▶ Instructions for the task
How many lines of these records hold the string "format"? Reply with the number alone.

Stored items:
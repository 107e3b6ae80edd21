use std::time::Duration;

/// Seconds between synthetic messages unless overridden.
pub const DEFAULT_TICK_SECONDS: u64 = 8;

/// Stock phrase pool for simulated traffic.
pub const DEFAULT_PHRASES: &[&str] = &[
    "Hey everyone! 👋",
    "How are you doing today?",
    "Anyone working on something interesting?",
    "The weather is great today!",
    "Just finished a great project 🎉",
    "Coffee break time! ☕",
    "What's everyone up to?",
];

/// Tunables for a chat session, supplied at construction.
#[derive(Debug, Clone)]
pub struct SessionConfig {
    /// How often the traffic simulator fires.
    pub tick_period: Duration,
    /// Candidate bodies for synthetic messages.
    pub phrase_pool: Vec<String>,
}

impl Default for SessionConfig {
    fn default() -> Self {
        Self {
            tick_period: Duration::from_secs(DEFAULT_TICK_SECONDS),
            phrase_pool: DEFAULT_PHRASES.iter().map(|s| s.to_string()).collect(),
        }
    }
}

impl SessionConfig {
    /// Load config from environment variables, falling back to defaults.
    ///
    /// `CHAT_TICK_SECONDS` sets the simulator period; `CHAT_PHRASES` is a
    /// `|`-separated phrase pool.
    pub fn from_env() -> Self {
        let mut config = Self::default();

        if let Ok(raw) = std::env::var("CHAT_TICK_SECONDS") {
            match raw.trim().parse::<u64>() {
                Ok(secs) if secs > 0 => config.tick_period = Duration::from_secs(secs),
                _ => tracing::warn!(
                    "invalid CHAT_TICK_SECONDS {:?}, using default of {}s",
                    raw,
                    DEFAULT_TICK_SECONDS
                ),
            }
        }

        if let Ok(raw) = std::env::var("CHAT_PHRASES") {
            let phrases: Vec<String> = raw
                .split('|')
                .map(str::trim)
                .filter(|s| !s.is_empty())
                .map(String::from)
                .collect();
            if phrases.is_empty() {
                tracing::warn!("CHAT_PHRASES contains no usable phrases, using defaults");
            } else {
                config.phrase_pool = phrases;
            }
        }

        config
    }
}
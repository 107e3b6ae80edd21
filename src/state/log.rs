use crate::types::{Message, SessionError};

/// Append-only chronological record of accepted messages.
///
/// Messages are appended at creation time and never reordered, edited or
/// deleted, so append order is chronological order.
#[derive(Debug, Default)]
pub struct MessageLog {
    messages: Vec<Message>,
}

impl MessageLog {
    pub fn new() -> Self {
        Self::default()
    }

    /// Append a message to the end of the log.
    pub fn append(&mut self, message: Message) -> Result<(), SessionError> {
        if message.content.trim().is_empty() {
            return Err(SessionError::InvalidMessage("content must not be empty"));
        }
        if message.sender_id.is_empty() {
            return Err(SessionError::InvalidMessage("sender id must not be empty"));
        }
        self.messages.push(message);
        Ok(())
    }

    /// The full history in append order.
    pub fn all(&self) -> &[Message] {
        &self.messages
    }

    /// Number of messages matching the predicate. Pure read.
    pub fn count<P>(&self, predicate: P) -> usize
    where
        P: Fn(&Message) -> bool,
    {
        self.messages.iter().filter(|m| predicate(m)).count()
    }

    pub fn last(&self) -> Option<&Message> {
        self.messages.last()
    }

    pub fn len(&self) -> usize {
        self.messages.len()
    }

    pub fn is_empty(&self) -> bool {
        self.messages.is_empty()
    }

    pub(crate) fn clear(&mut self) {
        self.messages.clear();
    }
}
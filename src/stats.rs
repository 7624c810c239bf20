//! Aggregate statistics derived from the current account and transaction state.

use std::sync::{Arc, Mutex};

use axum::{
    Json,
    extract::{FromRef, State},
    response::{IntoResponse, Response},
};
use rusqlite::{Connection, params};
use serde::Serialize;
use time::{Date, OffsetDateTime};

use crate::{
    AppState, Error, account::get_total_account_balance, timezone::get_local_offset,
    transaction::TransactionKind,
};

/// Derived aggregate figures computed on demand from the store.
#[derive(Debug, Clone, PartialEq, Serialize)]
#[serde(rename_all = "camelCase")]
pub struct Stats {
    /// The number of accounts.
    pub total_accounts: i64,
    /// The sum of all account balances, zero if there are no accounts.
    pub total_balance: f64,
    /// The sum of income transaction amounts dated in the current calendar month.
    pub monthly_income: f64,
    /// The sum of expense transaction amounts dated in the current calendar month.
    pub monthly_expense: f64,
}

/// The year-month prefix of `date` in the same form dates are stored, e.g.
/// "2024-06" for any day in June 2024.
fn month_prefix(date: Date) -> String {
    format!("{:04}-{:02}", date.year(), u8::from(date.month()))
}

fn sum_for_month(
    kind: TransactionKind,
    prefix: &str,
    connection: &Connection,
) -> Result<f64, Error> {
    let total = connection
        .prepare(
            "SELECT COALESCE(SUM(amount), 0) FROM \"transaction\"
            WHERE kind = ?1 AND date LIKE ?2",
        )?
        .query_row(params![kind, format!("{prefix}%")], |row| row.get(0))?;

    Ok(total)
}

/// Compute the aggregate statistics, with the monthly figures covering the
/// calendar month that `today` falls in.
///
/// # Errors
/// Returns [Error::SqlError] if there is an SQL error.
pub fn compute_stats(connection: &Connection, today: Date) -> Result<Stats, Error> {
    let total_accounts = connection
        .prepare("SELECT COUNT(*) FROM account")?
        .query_row([], |row| row.get(0))?;
    let total_balance = get_total_account_balance(connection)?;

    let prefix = month_prefix(today);
    let monthly_income = sum_for_month(TransactionKind::Income, &prefix, connection)?;
    let monthly_expense = sum_for_month(TransactionKind::Expense, &prefix, connection)?;

    Ok(Stats {
        total_accounts,
        total_balance,
        monthly_income,
        monthly_expense,
    })
}

/// The state needed to compute stats.
#[derive(Debug, Clone)]
pub struct GetStatsState {
    /// The database connection for reading accounts and transactions.
    pub db_connection: Arc<Mutex<Connection>>,
    /// The canonical timezone used to decide which month "now" falls in.
    pub local_timezone: String,
}

impl FromRef<AppState> for GetStatsState {
    fn from_ref(state: &AppState) -> Self {
        Self {
            db_connection: state.db_connection.clone(),
            local_timezone: state.local_timezone.clone(),
        }
    }
}

/// A route handler for computing the aggregate statistics on demand.
pub async fn get_stats_endpoint(State(state): State<GetStatsState>) -> Response {
    let Some(offset) = get_local_offset(&state.local_timezone) else {
        return Error::InvalidTimezone(state.local_timezone).into_response();
    };
    let today = OffsetDateTime::now_utc().to_offset(offset).date();

    let connection = match state.db_connection.lock() {
        Ok(connection) => connection,
        Err(error) => {
            tracing::error!("Could not acquire database lock: {error}");
            return Error::DatabaseLockError.into_response();
        }
    };

    match compute_stats(&connection, today) {
        Ok(stats) => Json(stats).into_response(),
        Err(error) => error.into_response(),
    }
}

#[cfg(test)]
mod compute_stats_tests {
    use rusqlite::Connection;
    use time::macros::date;

    use crate::{
        account::{NewAccount, create_account, list_accounts},
        db::initialize,
        transaction::{NewTransaction, TransactionKind, create_transaction},
    };

    use super::{Stats, compute_stats};

    const SALARY_CATEGORY: i64 = 1;
    const FOOD_CATEGORY: i64 = 5;

    fn get_test_connection() -> Connection {
        let conn = Connection::open_in_memory().unwrap();
        initialize(&conn).unwrap();
        conn
    }

    fn insert_account(name: &str, balance: f64, conn: &Connection) -> i64 {
        create_account(
            NewAccount {
                name: name.to_owned(),
                kind: "checking".to_owned(),
                balance,
                color: None,
                icon: None,
            },
            conn,
        )
        .unwrap()
        .id
    }

    fn insert_transaction(
        kind: TransactionKind,
        amount: f64,
        account_id: i64,
        date: time::Date,
        conn: &mut Connection,
    ) {
        let category_id = match kind {
            TransactionKind::Income => SALARY_CATEGORY,
            TransactionKind::Expense => FOOD_CATEGORY,
        };

        create_transaction(
            NewTransaction {
                kind,
                amount,
                description: None,
                account_id,
                category_id,
                date,
            },
            conn,
        )
        .unwrap();
    }

    #[test]
    fn returns_zeroes_for_empty_database() {
        let conn = get_test_connection();

        let stats = compute_stats(&conn, date!(2024 - 06 - 15)).unwrap();

        assert_eq!(
            stats,
            Stats {
                total_accounts: 0,
                total_balance: 0.0,
                monthly_income: 0.0,
                monthly_expense: 0.0,
            }
        );
    }

    #[test]
    fn expense_in_current_month_is_counted_and_balance_updated() {
        let mut conn = get_test_connection();
        let account_id = insert_account("Wallet", 100.0, &conn);

        insert_transaction(
            TransactionKind::Expense,
            30.0,
            account_id,
            date!(2024 - 06 - 01),
            &mut conn,
        );

        let stats = compute_stats(&conn, date!(2024 - 06 - 15)).unwrap();

        assert_eq!(stats.total_accounts, 1);
        assert_eq!(stats.total_balance, 70.0);
        assert_eq!(stats.monthly_income, 0.0);
        assert_eq!(stats.monthly_expense, 30.0);
    }

    #[test]
    fn transactions_in_other_months_are_excluded() {
        let mut conn = get_test_connection();
        let account_id = insert_account("Wallet", 0.0, &conn);

        insert_transaction(
            TransactionKind::Income,
            500.0,
            account_id,
            date!(2024 - 05 - 31),
            &mut conn,
        );
        insert_transaction(
            TransactionKind::Income,
            200.0,
            account_id,
            date!(2024 - 06 - 01),
            &mut conn,
        );
        insert_transaction(
            TransactionKind::Expense,
            50.0,
            account_id,
            date!(2023 - 06 - 15),
            &mut conn,
        );

        let stats = compute_stats(&conn, date!(2024 - 06 - 15)).unwrap();

        assert_eq!(stats.monthly_income, 200.0);
        assert_eq!(stats.monthly_expense, 0.0);
        assert_eq!(stats.total_balance, 650.0);
    }

    #[test]
    fn total_balance_matches_the_sum_of_listed_accounts() {
        let mut conn = get_test_connection();
        let first = insert_account("Wallet", 100.0, &conn);
        insert_account("Savings", 900.0, &conn);

        insert_transaction(
            TransactionKind::Expense,
            25.0,
            first,
            date!(2024 - 06 - 02),
            &mut conn,
        );

        let stats = compute_stats(&conn, date!(2024 - 06 - 15)).unwrap();
        let listed_total: f64 = list_accounts(&conn)
            .unwrap()
            .iter()
            .map(|account| account.balance)
            .sum();

        assert_eq!(stats.total_balance, listed_total);
    }

    #[test]
    fn stats_serialize_with_camel_case_keys() {
        let stats = Stats {
            total_accounts: 1,
            total_balance: 70.0,
            monthly_income: 0.0,
            monthly_expense: 30.0,
        };

        let json = serde_json::to_value(&stats).unwrap();

        assert_eq!(json["totalAccounts"], 1);
        assert_eq!(json["totalBalance"], 70.0);
        assert_eq!(json["monthlyIncome"], 0.0);
        assert_eq!(json["monthlyExpense"], 30.0);
    }
}
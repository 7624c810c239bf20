//! Defines the endpoint for creating a new transaction.
use std::sync::{Arc, Mutex};

use axum::{
    Json,
    extract::{FromRef, State},
    http::StatusCode,
    response::{IntoResponse, Response},
};
use rusqlite::Connection;
use serde::Deserialize;
use time::Date;

use crate::{
    AppState, Error,
    account::AccountId,
    category::CategoryId,
    transaction::core::{NewTransaction, TransactionKind, create_transaction},
};

/// The state needed to create a transaction.
#[derive(Debug, Clone)]
pub struct CreateTransactionState {
    /// The database connection for managing transactions.
    pub db_connection: Arc<Mutex<Connection>>,
}

impl FromRef<AppState> for CreateTransactionState {
    fn from_ref(state: &AppState) -> Self {
        Self {
            db_connection: state.db_connection.clone(),
        }
    }
}

/// The request body for creating a transaction.
#[derive(Debug, Deserialize)]
pub struct TransactionPayload {
    /// The transaction type, "income" or "expense".
    ///
    /// Kept as a string so unknown values produce the crate's own validation
    /// error instead of a generic deserialization failure.
    #[serde(rename = "type")]
    pub kind: String,
    /// The unsigned amount of money moved in this transaction.
    pub amount: f64,
    /// Optional text detailing the transaction.
    #[serde(default)]
    pub description: Option<String>,
    /// The ID of the account to post the transaction against.
    pub account_id: AccountId,
    /// The ID of the category the transaction belongs to.
    pub category_id: CategoryId,
    /// The calendar date when the transaction happened.
    pub date: Date,
}

/// A route handler for creating a new transaction.
///
/// On success the referenced account's balance has been adjusted by the
/// signed amount and the created transaction is returned.
pub async fn create_transaction_endpoint(
    State(state): State<CreateTransactionState>,
    Json(payload): Json<TransactionPayload>,
) -> Response {
    let kind: TransactionKind = match payload.kind.parse() {
        Ok(kind) => kind,
        Err(error) => return error.into_response(),
    };

    let mut connection = match state.db_connection.lock() {
        Ok(connection) => connection,
        Err(error) => {
            tracing::error!("Could not acquire database lock: {error}");
            return Error::DatabaseLockError.into_response();
        }
    };

    let new_transaction = NewTransaction {
        kind,
        amount: payload.amount,
        description: payload.description,
        account_id: payload.account_id,
        category_id: payload.category_id,
        date: payload.date,
    };

    match create_transaction(new_transaction, &mut connection) {
        Ok(transaction) => (StatusCode::CREATED, Json(transaction)).into_response(),
        Err(error) => error.into_response(),
    }
}
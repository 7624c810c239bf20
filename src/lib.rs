//! Centavo is a self-hosted tracker for personal finances.
//!
//! This library provides a JSON REST API for managing monetary accounts,
//! categorized income/expense transactions, and the aggregate statistics
//! derived from them. All state lives in a single SQLite database.

#![warn(missing_docs)]

use std::{net::SocketAddr, time::Duration};

use axum::{
    Json,
    http::StatusCode,
    response::{IntoResponse, Response},
};
use axum_server::Handle;
use serde_json::json;
use tokio::signal;

mod account;
mod app_state;
mod category;
mod database_id;
mod db;
mod endpoints;
mod logging;
mod routing;
mod stats;
mod timezone;
mod transaction;

pub use app_state::AppState;
pub use logging::{LOG_BODY_LENGTH_LIMIT, logging_middleware};
pub use routing::build_router;

use crate::{account::AccountId, category::CategoryId, transaction::TransactionKind};

/// An async task that waits for either the ctrl+c or terminate signal, whichever comes first, and
/// then signals the server to shut down gracefully.
///
/// `handle` is a handle to an Axum `Server`.
pub async fn graceful_shutdown(handle: Handle<SocketAddr>) {
    let ctrl_c = async {
        signal::ctrl_c()
            .await
            .expect("failed to install Ctrl+C handler");
    };

    #[cfg(unix)]
    let terminate = async {
        signal::unix::signal(signal::unix::SignalKind::terminate())
            .expect("failed to install signal handler")
            .recv()
            .await;
    };

    #[cfg(not(unix))]
    let terminate = std::future::pending::<()>();

    tokio::select! {
        _ = ctrl_c => {
            tracing::debug!("Received ctrl+c signal.");
            handle.graceful_shutdown(Some(Duration::from_secs(1)));
        },
        _ = terminate => {
            tracing::debug!("Received terminate signal.");
            handle.graceful_shutdown(Some(Duration::from_secs(1)));
        },
    }
}

/// The errors that may occur in the application.
#[derive(Debug, thiserror::Error, PartialEq)]
pub enum Error {
    /// An empty string was used to create an account name.
    #[error("account name cannot be empty")]
    EmptyAccountName,

    /// A transaction amount that is not a positive number was used to create
    /// a transaction.
    ///
    /// Amounts are unsigned, the direction of the money flow is given by the
    /// transaction type.
    #[error("{0} is not a valid transaction amount, the amount must be a positive number")]
    InvalidAmount(f64),

    /// A string other than "income" or "expense" was used as a transaction type.
    #[error("\"{0}\" is not a valid transaction type, expected \"income\" or \"expense\"")]
    InvalidTransactionKind(String),

    /// The transaction type did not agree with the type of the referenced category.
    #[error("transaction type {transaction} does not match the category type {category}")]
    CategoryKindMismatch {
        /// The type that the client supplied for the transaction.
        transaction: TransactionKind,
        /// The type of the referenced category.
        category: TransactionKind,
    },

    /// The account ID used to create a transaction did not match a valid account.
    #[error("the account ID {0} does not refer to a valid account")]
    InvalidAccount(AccountId),

    /// The category ID used to create a transaction did not match a valid category.
    #[error("the category ID {0} does not refer to a valid category")]
    InvalidCategory(CategoryId),

    /// An error occurred while getting the local offset from a canonical timezone string.
    #[error("invalid timezone {0}")]
    InvalidTimezone(String),

    /// The requested resource was not found.
    ///
    /// Internally, this error may occur when a query returns no rows.
    #[error("the requested resource could not be found")]
    NotFound,

    /// Could not acquire the database lock.
    #[error("could not acquire the database lock")]
    DatabaseLockError,

    /// An unhandled/unexpected SQL error.
    #[error("an unexpected SQL error occurred: {0}")]
    SqlError(rusqlite::Error),
}

impl From<rusqlite::Error> for Error {
    fn from(value: rusqlite::Error) -> Self {
        match value {
            rusqlite::Error::QueryReturnedNoRows => Error::NotFound,
            error => {
                tracing::error!("an unhandled SQL error occurred: {}", error);
                Error::SqlError(error)
            }
        }
    }
}

impl IntoResponse for Error {
    fn into_response(self) -> Response {
        let (status, message) = match &self {
            Error::EmptyAccountName
            | Error::InvalidAmount(_)
            | Error::InvalidTransactionKind(_)
            | Error::CategoryKindMismatch { .. } => (StatusCode::BAD_REQUEST, self.to_string()),
            Error::InvalidAccount(_) | Error::InvalidCategory(_) | Error::NotFound => {
                (StatusCode::NOT_FOUND, self.to_string())
            }
            Error::InvalidTimezone(_) => (StatusCode::INTERNAL_SERVER_ERROR, self.to_string()),
            // Storage errors are not intended to be shown to the client.
            Error::DatabaseLockError | Error::SqlError(_) => {
                tracing::error!("An unexpected error occurred: {}", self);
                (
                    StatusCode::INTERNAL_SERVER_ERROR,
                    "something went wrong, check the server logs".to_owned(),
                )
            }
        };

        (status, Json(json!({ "error": message }))).into_response()
    }
}
//! Account management for the finance tracker.
//!
//! This module contains everything related to accounts:
//! - The `Account` model and its database functions
//! - The route handlers for listing and creating accounts

mod core;
mod create_endpoint;
mod list_endpoint;

pub use core::{
    Account, AccountId, NewAccount, create_account_table, get_total_account_balance,
    map_account_row,
};
pub use create_endpoint::create_account_endpoint;
pub use list_endpoint::list_accounts_endpoint;

#[cfg(test)]
pub use core::{create_account, get_account, list_accounts};
//! Transaction management for the finance tracker.
//!
//! This module contains everything related to transactions:
//! - The `Transaction` model, its kind enum and database functions
//! - The atomic insert-plus-balance-update write path
//! - The route handlers for listing and creating transactions

mod core;
mod create_endpoint;
mod list_endpoint;

pub use core::{
    DEFAULT_TRANSACTION_LIMIT, NewTransaction, Transaction, TransactionEntry, TransactionId,
    TransactionKind, create_transaction_table, map_transaction_row,
};
pub use create_endpoint::create_transaction_endpoint;
pub use list_endpoint::list_transactions_endpoint;

#[cfg(test)]
pub use core::{count_transactions, create_transaction};
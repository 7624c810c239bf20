//! Middleware for logging requests and responses.

use axum::{body::Body, extract::Request, middleware::Next, response::Response};

/// The maximum number of body bytes included in an `info` level log line.
///
/// Bodies longer than this are truncated and logged in full at the `debug`
/// level instead.
pub const LOG_BODY_LENGTH_LIMIT: usize = 64;

/// Log the request and response for each request.
///
/// Both the request and response are logged at the `info` level.
/// If a body is longer than [LOG_BODY_LENGTH_LIMIT] bytes, it is truncated
/// and logged in full at the `debug` level.
pub async fn logging_middleware(request: Request, next: Next) -> Response {
    let (parts, body) = request.into_parts();
    let body_text = read_body_text(body).await;
    log_request(&parts, &body_text);

    let request = Request::from_parts(parts, body_text.into());
    let response = next.run(request).await;

    let (parts, body) = response.into_parts();
    let body_text = read_body_text(body).await;
    log_response(&parts, &body_text);

    Response::from_parts(parts, body_text.into())
}

async fn read_body_text(body: Body) -> String {
    match axum::body::to_bytes(body, usize::MAX).await {
        Ok(bytes) => String::from_utf8_lossy(&bytes).to_string(),
        Err(error) => {
            tracing::error!("Could not read body for logging: {error}");
            String::new()
        }
    }
}

fn log_request(parts: &axum::http::request::Parts, body: &str) {
    if body.len() > LOG_BODY_LENGTH_LIMIT {
        tracing::info!(
            "Received request: {} {}\nbody: {:}...",
            parts.method,
            parts.uri,
            &body[..LOG_BODY_LENGTH_LIMIT]
        );
        tracing::debug!("Full request body: {body:?}");
    } else {
        tracing::info!(
            "Received request: {} {}\nbody: {body:?}",
            parts.method,
            parts.uri
        );
    }
}

fn log_response(parts: &axum::http::response::Parts, body: &str) {
    if body.len() > LOG_BODY_LENGTH_LIMIT {
        tracing::info!(
            "Sending response: {}\nbody: {:}...",
            parts.status,
            &body[..LOG_BODY_LENGTH_LIMIT]
        );
        tracing::debug!("Full response body: {body:?}");
    } else {
        tracing::info!("Sending response: {}\nbody: {body:?}", parts.status);
    }
}
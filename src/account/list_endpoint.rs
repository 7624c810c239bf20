//! Defines the endpoint for listing accounts.
use std::sync::{Arc, Mutex};

use axum::{
    Json,
    extract::{FromRef, State},
    response::{IntoResponse, Response},
};
use rusqlite::Connection;

use crate::{AppState, Error, account::core::list_accounts};

/// The state needed to list accounts.
#[derive(Debug, Clone)]
pub struct ListAccountsState {
    /// The database connection for reading accounts.
    pub db_connection: Arc<Mutex<Connection>>,
}

impl FromRef<AppState> for ListAccountsState {
    fn from_ref(state: &AppState) -> Self {
        Self {
            db_connection: state.db_connection.clone(),
        }
    }
}

/// A route handler for listing all accounts, newest first.
pub async fn list_accounts_endpoint(State(state): State<ListAccountsState>) -> Response {
    let connection = match state.db_connection.lock() {
        Ok(connection) => connection,
        Err(error) => {
            tracing::error!("Could not acquire database lock: {error}");
            return Error::DatabaseLockError.into_response();
        }
    };

    match list_accounts(&connection) {
        Ok(accounts) => Json(accounts).into_response(),
        Err(error) => error.into_response(),
    }
}

#[cfg(test)]
mod tests {
    use std::sync::{Arc, Mutex};

    use axum::{extract::State, http::StatusCode, response::IntoResponse};
    use rusqlite::Connection;

    use crate::{
        account::{NewAccount, create_account, list_accounts_endpoint},
        db::initialize,
    };

    use super::ListAccountsState;

    fn get_test_connection() -> Connection {
        let conn = Connection::open_in_memory().unwrap();
        initialize(&conn).unwrap();
        conn
    }

    #[tokio::test]
    async fn returns_accounts_as_json() {
        let conn = get_test_connection();
        let want = create_account(
            NewAccount {
                name: "Wallet".to_owned(),
                kind: "cash".to_owned(),
                balance: 100.0,
                color: None,
                icon: Some("wallet".to_owned()),
            },
            &conn,
        )
        .unwrap();
        let state = ListAccountsState {
            db_connection: Arc::new(Mutex::new(conn)),
        };

        let response = list_accounts_endpoint(State(state)).await.into_response();

        assert_eq!(response.status(), StatusCode::OK);

        let body = axum::body::to_bytes(response.into_body(), usize::MAX)
            .await
            .unwrap();
        let accounts: Vec<serde_json::Value> = serde_json::from_slice(&body).unwrap();

        assert_eq!(accounts.len(), 1);
        assert_eq!(accounts[0]["id"], want.id);
        assert_eq!(accounts[0]["name"], "Wallet");
        assert_eq!(accounts[0]["type"], "cash");
        assert_eq!(accounts[0]["balance"], 100.0);
        assert_eq!(accounts[0]["icon"], "wallet");
    }

    #[tokio::test]
    async fn returns_empty_json_array_for_no_accounts() {
        let state = ListAccountsState {
            db_connection: Arc::new(Mutex::new(get_test_connection())),
        };

        let response = list_accounts_endpoint(State(state)).await.into_response();

        assert_eq!(response.status(), StatusCode::OK);

        let body = axum::body::to_bytes(response.into_body(), usize::MAX)
            .await
            .unwrap();
        let accounts: Vec<serde_json::Value> = serde_json::from_slice(&body).unwrap();

        assert!(accounts.is_empty());
    }
}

▶ Written reply
2